Più in particolare, l’Agenzia, con Risoluzione numero 179/2005, ha ritenuto che le spese incrementative su beni di terzi sono capitalizzabili e iscrivibili nella voce “altre immobilizzazioni immateriali” qualora le opere realizzate non sono separabili dai beni di terzi cui accedono, ossia non possono avere una loro autonoma funzionalità, giungendo alla conclusione che le spese per il miglioramento, trasformazione o ampliamento di beni di terzi concessi in uso o comodato, qualora si estrinsechino in opere non suscettibili di autonoma utilizzabilità, non potendo le opere realizzate essere rimosse al termine del periodo di utilizzo, non sono iscrivibili tra le immobilizzazioni materiali e, conseguentemente, l’Iva relativa non è rimborsabile ai sensi del citato articolo 30.
Recentemente, però, la Corte di Cassazione a Sezioni Unite, con la sentenza n. 13162 del 14/05/2024, conformemente a copiosa giurisprudenza della stessa Cassazione e dei Giudici di merito, ha manifestato un avviso completamente diverso da quello dell’Agenzia delle Entrate, ritenendo possibile il rimborso dell’Iva anche in caso di effettuazione di lavori di ristrutturazione di fabbricati e impianti su terreno non di proprietà del contribuente, ma che lo stesso detiene in virtù di un contratto di locazione stipulato con un soggetto terzo. In pratica, la Cassazione, a sezioni unite, questa volta ha affermato in modo inequivocabile, che il rimborso Iva in questo caso è possibile, pur se fuori della previsione letterale di cui all’art. 30, terzo comma, lettera c), Dpr 633/1972, fuori, cioè, dalla disposizione che circoscrive l’ipotesi del rimborso Iva al solo acquisto e importazione di beni considerati ai fini delle imposte sui redditi “ammortizzabili”, formulando il seguente principio di diritto: “L’esercente attività d’impresa o professionale ha diritto al rimborso dell’Iva per i lavori di ristrutturazione o manutenzione di immobili dei quali non è proprietario, ma che detiene in virtù di un diritto personale di godimento, purché sia presente un nesso di strumentalità tra tali beni e l’attività svolta”.

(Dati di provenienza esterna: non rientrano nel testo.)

//! Inference collaborator for PharmAI.
//!
//! The interaction resolver only consults a generative model when the curated
//! table has no entry for a pair. This crate owns everything on that side of
//! the boundary: the [`Inferencer`] capability, the prompt templates, parsing
//! of the structured reply, and a Gemini REST client.

pub mod extraction;
pub mod gemini;
pub mod inference;
pub mod prompts;

pub use extraction::*;
pub use gemini::GeminiClient;
pub use inference::*;
pub use prompts::*;
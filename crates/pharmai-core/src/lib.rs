//! PharmAI Core Library
//!
//! Drug-drug interaction checking over a curated table, with a generative
//! model as a clearly labelled fallback, plus the in-memory pharmacy ledger.
//!
//! # Architecture
//!
//! ```text
//! drug1, drug2 → Normalization (aliases) → Canonical-key lookup
//!                                                 │ miss
//!                                          Matcher scan (load order)
//!                                                 │ miss
//!                                  ┌──────────────▼──────────────┐
//!                                  │   Inferencer (pharmai-llm)  │
//!                                  │   prompt → JSON reply       │
//!                                  └──────────────┬──────────────┘
//!                                                 │ failure / no interaction
//!                                                 ▼
//!                               "No known interaction; verify manually"
//! ```
//!
//! # Core Principle
//!
//! **Absence of a record is never reported as safety.** Every path that cannot
//! establish an interaction ends in the hedged [`InteractionQueryResult::unverified`].
//!
//! # Modules
//!
//! - [`store`]: Immutable interaction table, duplicate audit, suggestions
//! - [`resolver`]: Normalizer, pair matcher and the resolver pipeline
//! - [`ledger`]: Inventory, sales and patient history
//! - [`models`]: Domain types

pub mod ledger;
pub mod models;
pub mod resolver;
pub mod store;

// Re-export commonly used types
pub use ledger::{Ledger, LedgerError};
pub use models::{InteractionQueryResult, InteractionRecord, RiskLevel, Severity, Source};
pub use resolver::{InteractionResolver, NormalizedName, Normalizer, ResolverError};
pub use store::{InteractionStore, StoreError};

/// Top-level error for callers that drive several components.
#[derive(Debug, thiserror::Error)]
pub enum PharmaiError {
    #[error("Dataset error: {0}")]
    Store(#[from] StoreError),

    #[error("Invalid input: {0}")]
    InvalidInput(String),

    #[error("Ledger error: {0}")]
    Ledger(#[from] LedgerError),

    #[error("Serialization error: {0}")]
    Serialization(String),
}

impl From<ResolverError> for PharmaiError {
    fn from(e: ResolverError) -> Self {
        match e {
            ResolverError::InvalidInput(msg) => PharmaiError::InvalidInput(msg),
        }
    }
}

impl From<serde_json::Error> for PharmaiError {
    fn from(e: serde_json::Error) -> Self {
        PharmaiError::Serialization(e.to_string())
    }
}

Ciò in quanto, proseguono i Supremi giudici, all’espressione “acquisto di beni ammortizzabili”, utilizzata dal Legislatore nell’art. 30, comma 3, let. c), Dpr n. 633/1972, va attribuito un significato ampio di “disponibilità” di tali beni, in virtù di un titolo giuridico che ne garantisca il possesso (ovvero, la detenzione) per un periodo di tempo apprezzabilmente lungo, ferma in ogni caso la necessaria “strumentalità” dei beni stessi all’esercizio dell’impresa. Praticamente, per inquadrare correttamente il significato dell’espressione “beni ammortizzabili”, è necessario fare riferimento alla nozione – ampia e sostanzialmente economica – di “beni di investimento” utilizzata nella Direttiva (art. 174, comma 2, lett. a) e comma 3, art. 188, comma 1, secondo periodo, e comma 2, art. 189, lett. a), 190, direttiva 2006/112/Cee). La disposizione legislativa in commento, pertanto, va estesa ai beni che, pur strictu senso non ammortizzabili, sono comunque destinati all’esercizio dell’impresa per un periodo di tempo medio-lungo, quali investimenti (beni strumentali).